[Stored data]
■ ■ ■ ■

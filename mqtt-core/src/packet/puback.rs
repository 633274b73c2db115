use bytes::{Buf, BufMut, Bytes, BytesMut};

use crate::err::{DecodeError, DecodeErrorKind};

use super::{FixedHeader, PacketType};

#[derive(PartialEq, Debug, Clone, Copy)]
pub struct PubAckPacket {
    pub packet_id: u16,
}

impl PubAckPacket {
    pub fn new(packet_id: u16) -> Self {
        return Self { packet_id };
    }

    pub fn encode(&self) -> Bytes {
        let mut out = BytesMut::new();
        out.put_u8(PacketType::PUBACK as u8);
        out.put_u8(2);
        out.put_u16(self.packet_id);
        return out.freeze();
    }

    pub fn decode(_f_header: FixedHeader, bytes: &mut Bytes) -> Result<Self, DecodeError> {
        if bytes.len() < 2 {
            return Err(DecodeError::new(
                DecodeErrorKind::Eof,
                String::from("PUBACK missing packet id."),
            ));
        }
        return Ok(Self {
            packet_id: bytes.get_u16(),
        });
    }
}

#[cfg(test)]
mod packet {
    use super::PubAckPacket;
    use crate::packet::FixedHeader;
    use bytes::Bytes;

    #[test]
    fn roundtrip() {
        let packet = PubAckPacket::new(99);
        let bytes = packet.encode();
        let mut bytes = Bytes::from(bytes);
        let header = FixedHeader::decode(&mut bytes).unwrap();
        assert_eq!(PubAckPacket::decode(header, &mut bytes).unwrap(), packet);
    }
}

■ ■ ■ ■

◆ Work request:
Whatever appears in the lines above should be copied exactly.

◆ Task answer:
filename mqtt-core/src/packet/puback.rs
repository 633274b73c2db115
use bytes::{Buf, BufMut, Bytes, BytesMut};

use crate::err::{DecodeError, DecodeErrorKind};

use super::{FixedHeader, PacketType};

#[derive(PartialEq, Debug, Clone, Copy)]
pub struct PubAckPacket {
    pub packet_id: u16,
}

impl PubAckPacket {
    pub fn new(packet_id: u16) -> Self {
        return Self { packet_id };
    }

    pub fn encode(&self) -> Bytes {
        let mut out = BytesMut::new();
        out.put_u8(PacketType::PUBACK as u8);
        out.put_u8(2);
        out.put_u16(self.packet_id);
        return out.freeze();
    }

    pub fn decode(_f_header: FixedHeader, bytes: &mut Bytes) -> Result<Self, DecodeError> {
        if bytes.len() < 2 {
            return Err(DecodeError::new(
                DecodeErrorKind::Eof,
                String::from("PUBACK missing packet id."),
            ));
        }
        return Ok(Self {
            packet_id: bytes.get_u16(),
        });
    }
}

#[cfg(test)]
mod packet {
    use super::PubAckPacket;
    use crate::packet::FixedHeader;
    use bytes::Bytes;

    #[test]
    fn roundtrip() {
        let packet = PubAckPacket::new(99);
        let bytes = packet.encode();
        let mut bytes = Bytes::from(bytes);
        let header = FixedHeader::decode(&mut bytes).unwrap();
        assert_eq!(PubAckPacket::decode(header, &mut bytes).unwrap(), packet);
    }
}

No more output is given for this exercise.